• _EXERCISE BRIEF_:
Transcribe the listing from its top line through the line with "comparison. Registration is". Keep it exact, both ends included, and add nothing.

• _STORED DATA_:
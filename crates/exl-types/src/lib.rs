//! Type model for the exl expression resolver.
//!
//! This crate provides the resolver's view of the host type system:
//! - `TypeId` / `SymbolId` - interned handles with pre-registered intrinsics
//! - `Symbol` - variable-like and callable host symbols
//! - `TypeDatabase` - the query seam between the resolver and the host
//! - `TypeTable` - a purpose-built in-memory implementation
//!
//! Key invariant: handles are interned, so type identity is O(1) handle
//! comparison. Registration is `&mut`; every query is `&self` and pure,
//! which makes a table shareable across independent resolution passes.

// Interned type handles and classification
pub mod types;
pub use types::{PrimitiveKind, TypeId, TypeKind};

// Host symbols (fields, parameters, locals, enum constants, callables)
pub mod symbols;
pub use symbols::{
    CONSTRUCTOR_KEYWORD, CallableKind, CallableSymbol, Modifiers, Symbol, SymbolId, VariableKind,
    VariableSymbol,
};

// The query seam consumed by the resolver
pub mod db;
pub use db::TypeDatabase;

// In-memory type table
pub mod table;
pub use table::TypeTable;

#[cfg(test)]
#[path = "tests/table_tests.rs"]
mod table_tests;
//! Single-pass expression resolution.
//!
//! One visit per node kind, children first. Each visit annotates its node
//! and hands the node's type up to the parent; the first failure aborts the
//! whole pass as an [`InvalidExpression`].

use crate::catalog::{self, ScopeCatalog};
use exl_ast::{Binary, BooleanLiteral, Call, Expr, ExprKind, IntLiteral, Variable};
use exl_common::InvalidExpression;
use exl_types::{CallableSymbol, PrimitiveKind, Symbol, SymbolId, TypeDatabase, TypeId, TypeKind};

/// Operators requiring a boolean left operand.
const LOGIC_OPERATORS: &[&str] = &["||"];
/// Operators requiring a primitive left operand.
pub const COMPARABLE_OPERATORS: &[&str] = &["<", "<=", ">", ">="];
/// Operators requiring a primitive, declared, or array left operand.
pub const IDENTITY_OPERATORS: &[&str] = &["==", "!="];

/// Resolves one expression tree against a scope catalog.
///
/// The resolver never mutates its own state while visiting, so one instance
/// can resolve any number of trees; `copy` derives a nested-scope resolver
/// without touching the original.
pub struct Resolver<'db> {
    db: &'db dyn TypeDatabase,
    catalog: ScopeCatalog,
}

impl<'db> Resolver<'db> {
    /// Resolver over the catalog built from one lookup context.
    pub fn new(db: &'db dyn TypeDatabase, lookup_elements: &[SymbolId]) -> Self {
        Resolver {
            db,
            catalog: ScopeCatalog::from_context(db, lookup_elements),
        }
    }

    /// Resolver over an explicitly assembled catalog.
    pub fn with_catalog(db: &'db dyn TypeDatabase, catalog: ScopeCatalog) -> Self {
        Resolver { db, catalog }
    }

    /// Independent resolver whose scope tries `prefix_elements` first and
    /// falls back to this resolver's scope.
    pub fn copy(&self, prefix_elements: &[SymbolId]) -> Resolver<'db> {
        Resolver {
            db: self.db,
            catalog: self.catalog.copy(self.db, prefix_elements),
        }
    }

    pub fn catalog(&self) -> &ScopeCatalog {
        &self.catalog
    }

    /// Resolve a whole tree bottom-up, annotating every node in place.
    ///
    /// Nodes visited before a failure keep their annotations; re-resolving
    /// the same tree is unsupported.
    pub fn resolve(&self, root: &mut Expr) -> Result<(), InvalidExpression> {
        self.visit(root)?;
        Ok(())
    }

    fn visit(&self, expr: &mut Expr) -> Result<TypeId, InvalidExpression> {
        match &mut expr.kind {
            ExprKind::BooleanLiteral(literal) => Ok(self.visit_boolean_literal(literal)),
            ExprKind::IntLiteral(literal) => self.visit_int_literal(literal),
            ExprKind::Negate(negate) => {
                let operand_type = self.visit(&mut negate.operand)?;
                self.visit_negate(operand_type)
            }
            ExprKind::Binary(binary) => {
                let left = self.visit(&mut binary.left)?;
                let right = self.visit(&mut binary.right)?;
                self.visit_binary(binary, left, right)
            }
            ExprKind::Variable(variable) => {
                let receiver_type = match &mut variable.receiver {
                    Some(receiver) => Some(self.visit(receiver)?),
                    None => None,
                };
                self.visit_variable(variable, receiver_type)
            }
            ExprKind::Call(call) => {
                let receiver_type = match &mut call.receiver {
                    Some(receiver) => Some(self.visit(receiver)?),
                    None => None,
                };
                let mut argument_types = Vec::with_capacity(call.arguments.len());
                for argument in &mut call.arguments {
                    argument_types.push(self.visit(argument)?);
                }
                self.visit_call(call, receiver_type, &argument_types)
            }
        }
    }

    fn visit_boolean_literal(&self, literal: &mut BooleanLiteral) -> TypeId {
        let boolean = self.db.primitive_type(PrimitiveKind::Boolean);
        literal.set_resolved_type(boolean);
        boolean
    }

    fn visit_int_literal(&self, literal: &mut IntLiteral) -> Result<TypeId, InvalidExpression> {
        let int = self.db.primitive_type(PrimitiveKind::Int);
        literal.set_resolved_type(int);
        match parse_int_literal(&literal.literal) {
            Some(value) => {
                literal.set_resolved_value(value);
                Ok(int)
            }
            None => Err(InvalidExpression::MalformedIntLiteral {
                literal: literal.literal.clone(),
            }),
        }
    }

    fn visit_negate(&self, operand_type: TypeId) -> Result<TypeId, InvalidExpression> {
        let boolean = self.db.primitive_type(PrimitiveKind::Boolean);
        if !self.db.types_equal(operand_type, boolean) {
            return Err(InvalidExpression::OperatorNotApplicable {
                operator: "!".to_string(),
                operand_types: vec![self.db.type_name(operand_type)],
            });
        }
        // The negation keeps its operand's (boolean) type; nothing further
        // to annotate.
        Ok(operand_type)
    }

    fn visit_binary(
        &self,
        binary: &mut Binary,
        left: TypeId,
        right: TypeId,
    ) -> Result<TypeId, InvalidExpression> {
        // Operand compatibility is checked before anything operator-specific.
        if !self.db.are_compatible(left, right) {
            return Err(InvalidExpression::IncompatibleOperands {
                left: self.db.type_name(left),
                right: self.db.type_name(right),
            });
        }

        let boolean = self.db.primitive_type(PrimitiveKind::Boolean);
        let operator = binary.operator.as_str();
        let valid = if LOGIC_OPERATORS.contains(&operator) {
            self.db.types_equal(left, boolean)
        } else if COMPARABLE_OPERATORS.contains(&operator) {
            self.db.is_primitive(left)
        } else if IDENTITY_OPERATORS.contains(&operator) {
            matches!(
                self.db.kind_of(left),
                TypeKind::Primitive(_) | TypeKind::Declared | TypeKind::Array
            )
        } else {
            return Err(InvalidExpression::UndefinedOperator {
                operator: binary.operator.clone(),
            });
        };

        // The result type is assigned before the operand-kind check; an
        // inapplicable operator still leaves the boolean annotation behind.
        binary.set_resolved_type(boolean);

        if !valid {
            return Err(InvalidExpression::OperatorNotApplicable {
                operator: binary.operator.clone(),
                operand_types: vec![self.db.type_name(left), self.db.type_name(right)],
            });
        }
        Ok(boolean)
    }

    fn visit_variable(
        &self,
        variable: &mut Variable,
        receiver_type: Option<TypeId>,
    ) -> Result<TypeId, InvalidExpression> {
        // The literal name `null` always binds the synthetic null symbol,
        // bypassing every lookup.
        if variable.name == "null" {
            variable.set_resolved_symbol(SymbolId::NULL);
            return Ok(self.db.null_type());
        }

        let resolved = match receiver_type {
            None => self.find_variable(self.catalog.variables(), &variable.name),
            Some(receiver) => match self.db.kind_of(receiver) {
                TypeKind::Declared => {
                    let receiver = self.db.reload_type(receiver);
                    let members = self.db.members_of(receiver);
                    let mut visible = Vec::new();
                    catalog::variables_in(self.db, &members, true, &mut visible);
                    self.find_variable(&visible, &variable.name)
                }
                TypeKind::Array => {
                    self.find_variable(&[SymbolId::ARRAY_LENGTH], &variable.name)
                }
                _ => None,
            },
        };

        match resolved {
            Some((id, type_id)) => {
                variable.set_resolved_symbol(id);
                Ok(type_id)
            }
            None => Err(InvalidExpression::UnresolvedVariable {
                name: variable.name.clone(),
            }),
        }
    }

    /// First variable in `candidates` whose name matches, with its declared
    /// type.
    fn find_variable(&self, candidates: &[SymbolId], name: &str) -> Option<(SymbolId, TypeId)> {
        for &id in candidates {
            if let Symbol::Variable(variable) = self.db.symbol(id)
                && variable.name == name
            {
                return Some((id, variable.type_id));
            }
        }
        None
    }

    fn visit_call(
        &self,
        call: &mut Call,
        receiver_type: Option<TypeId>,
        argument_types: &[TypeId],
    ) -> Result<TypeId, InvalidExpression> {
        let candidates: Vec<SymbolId> = match receiver_type {
            None => self.catalog.callables().to_vec(),
            Some(receiver) => match self.db.kind_of(receiver) {
                TypeKind::Declared => {
                    let receiver = self.db.reload_type(receiver);
                    let members = self.db.members_of(receiver);
                    let mut visible = Vec::new();
                    catalog::callables_in(self.db, &members, &mut visible);
                    visible
                }
                _ => Vec::new(),
            },
        };

        let mut found_with_name: Option<&CallableSymbol> = None;
        let mut resolved: Option<(SymbolId, TypeId, Vec<TypeId>)> = None;

        'candidates: for &id in &candidates {
            let Some(callable) = self.db.symbol(id).as_callable() else {
                continue;
            };
            if callable.call_name() != call.name {
                continue;
            }
            found_with_name = Some(callable);

            if callable.params.len() != argument_types.len() {
                tracing::debug!(
                    "candidate {} rejected: expected {} argument(s), got {}",
                    callable.call_name(),
                    callable.params.len(),
                    argument_types.len()
                );
                continue;
            }

            // Target types are staged per candidate and committed only for
            // the winner, so a rejected candidate leaves no annotation.
            let mut target_types = Vec::with_capacity(argument_types.len());
            for (index, (&source, &target)) in
                argument_types.iter().zip(&callable.params).enumerate()
            {
                if !self.db.is_assignable(source, target) {
                    tracing::debug!(
                        "candidate {} rejected: argument {} of type {} not assignable to {}",
                        callable.call_name(),
                        index,
                        self.db.type_name(source),
                        self.db.type_name(target)
                    );
                    continue 'candidates;
                }
                target_types.push(target);
            }

            resolved = Some((id, callable.invocation_type(), target_types));
            break;
        }

        match resolved {
            Some((id, invocation_type, target_types)) => {
                tracing::debug!(
                    "call {} bound with {} argument(s)",
                    call.name,
                    target_types.len()
                );
                call.set_resolved_symbol(id);
                for (argument, target) in call.arguments.iter_mut().zip(target_types) {
                    argument.set_resolved_target_type(target);
                }
                Ok(invocation_type)
            }
            None => match found_with_name {
                None => Err(InvalidExpression::UndefinedMethod {
                    name: call.name.clone(),
                }),
                Some(callable) => Err(InvalidExpression::MethodNotApplicable {
                    signature: callable.readable_signature(self.db),
                    enclosing_type: self.db.type_name(callable.enclosing_type),
                    argument_types: argument_types
                        .iter()
                        .map(|&t| self.db.type_name(t))
                        .collect(),
                }),
            },
        }
    }
}

/// Parse an integer literal by prefix: `0x` hexadecimal, `0b` binary, a
/// leading zero octal over the entire text, decimal otherwise. Prefix
/// detection order matters: `0` alone is octal zero, and `09` must fail as
/// an octal literal rather than read as decimal.
fn parse_int_literal(literal: &str) -> Option<i64> {
    let (radix, digits) = if let Some(rest) = literal.strip_prefix("0x") {
        (16, rest)
    } else if let Some(rest) = literal.strip_prefix("0b") {
        (2, rest)
    } else if literal.starts_with('0') {
        (8, literal)
    } else {
        (10, literal)
    };
    i64::from_str_radix(digits, radix).ok()
}

#[cfg(test)]
#[path = "tests/literal_tests.rs"]
mod literal_tests;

• _REPLY TO THE EXERCISE_:
filename crates/exl-types/src/lib.rs
//! Type model for the exl expression resolver.
//!
//! This crate provides the resolver's view of the host type system:
//! - `TypeId` / `SymbolId` - interned handles with pre-registered intrinsics
//! - `Symbol` - variable-like and callable host symbols
//! - `TypeDatabase` - the query seam between the resolver and the host
//! - `TypeTable` - a purpose-built in-memory implementation
//!
//! Key invariant: handles are interned, so type identity is O(1) handle
//! comparison. Registration is `&mut`; every query is `&self` and pure,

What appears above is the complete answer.